◆ ASSIGNMENT: Scan the records for "PowerupSpawned". Report each line that includes it.

◆ DATA EXCERPTS:
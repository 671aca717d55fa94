use boomer::ai::behavior::Intelligence;
use boomer::config::GameConfig;
use boomer::error::{GameError, LevelError};
use boomer::events::{Cause, GameEvent, PlayerInput, Victim};
use boomer::game::Game;
use boomer::map::direction::Direction;
use boomer::map::grid::TileKind;
use boomer::map::level::{EnemyDescription, EnemyKind, ExitDescription};
use boomer::powerup::{DropTable, PowerupKind};
use boomer::systems::{Enemy, Explosion, GameStatus, Position, Powerup, Timer};
use glam::{IVec2, Vec2};
use speculoos::prelude::*;

mod common;

use common::{count_events, ARENA};

/// An enemy walled in on all four sides of (9, 5).
const BOXED_ENEMY: [(i32, i32, char); 4] = [(8, 5, '#'), (10, 5, '#'), (9, 4, '#'), (9, 6, '#')];

fn boxed_enemy() -> EnemyDescription {
    EnemyDescription::new(EnemyKind::Basic, 9, 5, 85.0)
}

fn right() -> PlayerInput {
    PlayerInput::from_directions(&[Direction::Right], false)
}

fn bomb_request() -> PlayerInput {
    PlayerInput::from_directions(&[], true)
}

#[test]
fn test_bomb_blast_reshapes_the_grid() {
    let rows = common::with_tiles(
        &ARENA,
        &[(6, 5, '.'), (7, 5, '.'), (5, 3, '#'), (3, 5, '.'), (5, 8, '.')],
    );
    let config = common::test_config();
    let fuse = config.fuse_time;
    let mut game = common::create_game(&common::level(&rows, IVec2::new(11, 9), vec![]), config);
    common::spawn_bomb(&mut game.world, IVec2::new(5, 5), 2, fuse);

    let early = common::run_for(&mut game, 1.0);
    assert_that(&count_events(&early, |e| matches!(e, GameEvent::BombExploded { .. }))).is_equal_to(0);

    let events = common::run_for(&mut game, 1.1);
    assert_that(&events.contains(&GameEvent::BombExploded {
        tile: IVec2::new(5, 5),
        power: 2,
        tiles: 7,
    }))
    .is_true();
    assert_that(&count_events(&events, |e| matches!(e, GameEvent::WallDestroyed { .. }))).is_equal_to(2);

    let grid = game.grid();
    assert_that(&grid.kind(IVec2::new(6, 5))).is_equal_to(TileKind::Empty);
    assert_that(&grid.kind(IVec2::new(7, 5))).is_equal_to(TileKind::SoftWall);
    assert_that(&grid.kind(IVec2::new(3, 5))).is_equal_to(TileKind::Empty);
    assert_that(&grid.kind(IVec2::new(5, 8))).is_equal_to(TileKind::SoftWall);
    assert_that(&grid.kind(IVec2::new(5, 3))).is_equal_to(TileKind::HardWall);
    assert_that(&grid.has_bomb(IVec2::new(5, 5))).is_false();
    assert_that(&game.status()).is_equal_to(GameStatus::Playing);
}

#[test]
fn test_walls_reveal_exit_and_drop_powerups() {
    let rows = common::with_tiles(&ARENA, &[(4, 5, '.'), (6, 5, '.')]);
    let mut description = common::level(&rows, IVec2::new(4, 5), vec![]);
    description.exit = Some(ExitDescription {
        col: 4,
        row: 5,
        hidden_under_soft_wall: true,
    });
    description.powerup_probabilities = Some(DropTable {
        fire_increase: 0.0,
        bomb_increase: 1.0,
        speed_increase: 0.0,
        none: 0.0,
    });
    let mut game = common::create_game(&description, common::test_config());
    common::spawn_bomb(&mut game.world, IVec2::new(5, 5), 1, 0.0);

    let events = common::run_ticks(&mut game, 1);

    assert_that(&events.contains(&GameEvent::ExitRevealed { tile: IVec2::new(4, 5) })).is_true();
    assert_that(&events.contains(&GameEvent::PowerupSpawned {
        kind: PowerupKind::BombIncrease,
        tile: IVec2::new(6, 5),
    }))
    .is_true();
    assert_that(&count_events(&events, |e| matches!(e, GameEvent::PowerupSpawned { .. }))).is_equal_to(1);
    assert_that(&game.grid().kind(IVec2::new(4, 5))).is_equal_to(TileKind::Exit);

    let view = game.view();
    assert_that(&view.powerups.len()).is_equal_to(1);
    assert_that(&view.powerups[0].tile).is_equal_to(IVec2::new(6, 5));
}

#[test]
fn test_enemy_caught_in_blast_is_killed() {
    let rows = common::with_tiles(&ARENA, &BOXED_ENEMY);
    let mut game = common::create_game(
        &common::level(&rows, IVec2::new(11, 9), vec![boxed_enemy()]),
        common::test_config(),
    );
    assert_that(&game.level_stats().total_enemies).is_equal_to(1);
    common::spawn_bomb(&mut game.world, IVec2::new(9, 5), 1, 0.5);

    let events = common::run_for(&mut game, 1.0);

    assert_that(&events.contains(&GameEvent::EntityDied {
        victim: Victim::Enemy,
        cause: Cause::Explosion,
        tile: IVec2::new(9, 5),
    }))
    .is_true();
    assert_that(&game.level_stats().kills).is_equal_to(1);
    assert_that(&game.view().enemies_remaining()).is_equal_to(0);
    assert_that(&game.status()).is_equal_to(GameStatus::Playing);
}

#[test]
fn test_own_bomb_kills_player() {
    let mut game = common::create_game(&common::level(&ARENA, IVec2::new(11, 9), vec![]), common::test_config());
    game.set_input(bomb_request());

    let events = common::run_for(&mut game, 2.5);

    assert_that(&events.contains(&GameEvent::BombPlaced { tile: IVec2::new(1, 1) })).is_true();
    assert_that(&events.contains(&GameEvent::EntityDied {
        victim: Victim::Player,
        cause: Cause::Explosion,
        tile: IVec2::new(1, 1),
    }))
    .is_true();
    assert_that(&count_events(&events, |e| *e == GameEvent::LevelLost)).is_equal_to(1);
    assert_that(&game.status()).is_equal_to(GameStatus::Lost);
    assert_that(&game.view().player.map(|p| p.alive)).is_equal_to(Some(false));

    // Nothing happens once the level is over.
    let ticks = game.level_stats().ticks;
    assert_that(&common::run_ticks(&mut game, 10).is_empty()).is_true();
    assert_that(&game.level_stats().ticks).is_equal_to(ticks);
}

#[test]
fn test_chaser_contact_kills_player() {
    let chaser = EnemyDescription {
        chase_range: Some(5),
        ..EnemyDescription::new(EnemyKind::Chase, 4, 1, 95.0)
    };
    let mut game = common::create_game(
        &common::level(&ARENA, IVec2::new(11, 9), vec![chaser]),
        common::test_config(),
    );

    let events = common::run_for(&mut game, 3.0);

    assert_that(&events.contains(&GameEvent::EntityDied {
        victim: Victim::Player,
        cause: Cause::EnemyContact,
        tile: IVec2::new(1, 1),
    }))
    .is_true();
    assert_that(&game.status()).is_equal_to(GameStatus::Lost);
}

#[test]
fn test_reaching_exit_with_no_enemies_wins() {
    let mut game = common::create_game(&common::level(&ARENA, IVec2::new(2, 1), vec![]), common::test_config());
    game.set_input(right());

    let events = common::run_ticks(&mut game, 30);

    assert_that(&game.status()).is_equal_to(GameStatus::Won);
    assert_that(&count_events(&events, |e| *e == GameEvent::LevelWon)).is_equal_to(1);

    let position = game.player_position();
    common::run_ticks(&mut game, 10);
    assert_that(&game.player_position()).is_equal_to(position);
}

#[test]
fn test_exit_stays_locked_while_enemies_live() {
    let rows = common::with_tiles(&ARENA, &BOXED_ENEMY);
    let mut game = common::create_game(
        &common::level(&rows, IVec2::new(2, 1), vec![boxed_enemy()]),
        common::test_config(),
    );
    game.set_input(right());
    let mut events = common::run_ticks(&mut game, 12);
    game.set_input(PlayerInput::default());
    events.extend(common::run_ticks(&mut game, 200));

    assert_that(&game.status()).is_equal_to(GameStatus::Playing);
    assert_that(&events.contains(&GameEvent::ExitLocked { remaining: 1 })).is_true();
    // Repeated at most once every two seconds.
    assert_that(&count_events(&events, |e| matches!(e, GameEvent::ExitLocked { .. }))).is_equal_to(2);
}

#[test]
fn test_detonate_all() {
    let mut game = common::create_game(&common::level(&ARENA, IVec2::new(11, 9), vec![]), common::test_config());
    game.set_input(bomb_request());
    let placed = common::run_ticks(&mut game, 1);
    assert_that(&placed).is_equal_to(vec![GameEvent::BombPlaced { tile: IVec2::new(1, 1) }]);

    assert_that(&game.detonate_all()).is_equal_to(1);
    let events = common::run_ticks(&mut game, 1);
    assert_that(&count_events(&events, |e| matches!(e, GameEvent::BombExploded { .. }))).is_equal_to(1);
    assert_that(&game.detonate_all()).is_equal_to(0);
}

#[test]
fn test_chain_reactions_follow_config() {
    for (chain_reactions, expected) in [(false, 1), (true, 2)] {
        let config = GameConfig {
            chain_reactions,
            ..common::test_config()
        };
        let mut game = common::create_game(&common::level(&ARENA, IVec2::new(11, 9), vec![]), config);
        common::spawn_bomb(&mut game.world, IVec2::new(3, 5), 2, 0.0);
        common::spawn_bomb(&mut game.world, IVec2::new(5, 5), 1, 10.0);

        let events = common::run_ticks(&mut game, 1);

        assert_that(&count_events(&events, |e| matches!(e, GameEvent::BombExploded { .. }))).is_equal_to(expected);
        assert_that(&game.grid().has_bomb(IVec2::new(5, 5))).is_equal_to(!chain_reactions);
    }
}

#[test]
fn test_undrained_events_expire_after_two_ticks() {
    let description = common::level(&ARENA, IVec2::new(11, 9), vec![]);

    let mut game = common::create_game(&description, common::test_config());
    game.set_input(bomb_request());
    game.tick(common::DT);
    game.tick(common::DT);
    assert_that(&game.drain_events()).is_equal_to(vec![GameEvent::BombPlaced { tile: IVec2::new(1, 1) }]);

    let mut game = common::create_game(&description, common::test_config());
    game.set_input(bomb_request());
    game.tick(common::DT);
    game.tick(common::DT);
    game.tick(common::DT);
    assert_that(&game.drain_events().is_empty()).is_true();
}

#[test]
fn test_tick_clamps_delta() {
    let mut game = common::create_game(&common::level(&ARENA, IVec2::new(11, 9), vec![]), common::test_config());
    game.set_input(right());

    game.tick(1.0);
    assert_that(&game.player_position()).is_equal_to(Some(Vec2::new(87.0, 72.0)));

    game.tick(f32::NAN);
    game.tick(-1.0);
    assert_that(&game.player_position()).is_equal_to(Some(Vec2::new(87.0, 72.0)));
    assert_that(&game.level_stats().ticks).is_equal_to(3);
}

#[test]
fn test_collected_powerup_applies_next_tick() {
    let mut game = common::create_game(&common::level(&ARENA, IVec2::new(11, 9), vec![]), common::test_config());
    game.world.spawn(Powerup {
        kind: PowerupKind::BombIncrease,
        tile: IVec2::new(1, 1),
        collected: false,
    });

    let events = common::run_ticks(&mut game, 1);
    assert_that(&events).is_equal_to(vec![GameEvent::PowerupCollected {
        kind: PowerupKind::BombIncrease,
        tile: IVec2::new(1, 1),
    }]);
    assert_that(&game.view().player_stats.map(|s| s.bomb_count)).is_equal_to(Some(1));

    common::run_ticks(&mut game, 1);
    let stats = game.view().player_stats.expect("player stats");
    assert_that(&stats.bomb_count).is_equal_to(2);
    assert_that(&stats.powerups_collected).is_equal_to(1);
}

#[test]
fn test_view_reflects_world() {
    let rows = common::with_tiles(&ARENA, &BOXED_ENEMY);
    let mut game = common::create_game(
        &common::level(&rows, IVec2::new(11, 9), vec![boxed_enemy()]),
        common::test_config(),
    );
    game.set_input(bomb_request());
    common::run_ticks(&mut game, 1);

    let view = game.view();
    assert_that(&view.width).is_equal_to(13);
    assert_that(&view.height).is_equal_to(11);
    assert_that(&view.tiles.len()).is_equal_to(143);
    assert_that(&view.tile(IVec2::new(0, 0))).is_equal_to(Some(TileKind::HardWall));
    assert_that(&view.tile(IVec2::new(11, 9))).is_equal_to(Some(TileKind::Exit));
    assert_that(&view.tile(IVec2::new(13, 0))).is_none();
    assert_that(&view.bombs.len()).is_equal_to(1);
    assert_that(&view.bombs[0].tile).is_equal_to(IVec2::new(1, 1));
    assert_that(&(view.bombs[0].fuse_remaining < 1.0)).is_true();
    assert_that(&view.enemies_remaining()).is_equal_to(1);
    assert_that(&view.player.map(|p| p.tile)).is_equal_to(Some(IVec2::new(1, 1)));
    assert_that(&view.status).is_equal_to(GameStatus::Playing);
}

#[test]
fn test_smart_ai_config_promotes_enemies() {
    let config = GameConfig {
        smart_ai: true,
        ..common::test_config()
    };
    let rows = common::with_tiles(&ARENA, &BOXED_ENEMY);
    let mut game = common::create_game(&common::level(&rows, IVec2::new(11, 9), vec![boxed_enemy()]), config);

    let intelligence: Vec<Intelligence> = game
        .world
        .query::<&Enemy>()
        .iter(&game.world)
        .map(|enemy| enemy.brain.intelligence)
        .collect();
    assert_that(&intelligence).is_equal_to(vec![Intelligence::Smart]);
}

#[test]
fn test_smart_enemy_leaves_a_live_blast_within_one_tick() {
    let config = GameConfig {
        smart_ai: true,
        ..common::test_config()
    };
    // Walls above and below (7, 5) leave (8, 5) as the only way out of the blast.
    let rows = common::with_tiles(&ARENA, &[(7, 4, '#'), (7, 6, '#')]);
    let fast_chaser = EnemyDescription::new(EnemyKind::Chase, 7, 5, 400.0);
    let mut game = common::create_game(&common::level(&rows, IVec2::new(11, 9), vec![fast_chaser]), config);

    let tiles = game.grid().explosion_tiles(IVec2::new(6, 5), 1);
    assert_that(&tiles.contains(&IVec2::new(7, 5))).is_true();
    game.world.spawn(Explosion {
        origin: IVec2::new(6, 5),
        tiles,
        timer: Timer::new(1.0),
    });

    game.tick(0.1);

    let enemies: Vec<IVec2> = game
        .world
        .query::<(&Enemy, &Position)>()
        .iter(&game.world)
        .map(|(_, position)| position.tile)
        .collect();
    assert_that(&enemies).is_equal_to(vec![IVec2::new(8, 5)]);
    assert_that(&game.level_stats().kills).is_equal_to(0);
}

#[test]
fn test_configuration_must_fit_the_tiles() {
    let description = common::level(&ARENA, IVec2::new(11, 9), vec![]);

    let mut small_tiles = description.clone();
    small_tiles.tile_size = 20.0;
    let error = Game::new(&small_tiles, common::test_config()).err().expect("player radius 13 on 20 px tiles");
    assert_that(&matches!(
        error,
        GameError::Level(LevelError::ColliderTooLarge { what: "Player", .. })
    ))
    .is_true();

    let wide_enemies = GameConfig {
        enemy_radius: 24.0,
        ..common::test_config()
    };
    let error = Game::new(&description, wide_enemies).err().expect("enemy radius of half a tile");
    assert_that(&matches!(
        error,
        GameError::Level(LevelError::ColliderTooLarge { what: "Enemy", .. })
    ))
    .is_true();

    let mut fast_player = common::test_config();
    fast_player.player.max_speed = 480.0;
    let error = Game::new(&description, fast_player).err().expect("player crosses a tile per tick");
    assert_that(&matches!(error, GameError::Level(LevelError::TooFast { what: "Player", .. }))).is_true();

    assert_that(&Game::new(&description, common::test_config()).is_ok()).is_true();
}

◆ EXERCISE OUTPUT:
    assert_that(&events.contains(&GameEvent::PowerupSpawned {
    assert_that(&count_events(&events, |e| matches!(e, GameEvent::PowerupSpawned { .. }))).is_equal_to(1);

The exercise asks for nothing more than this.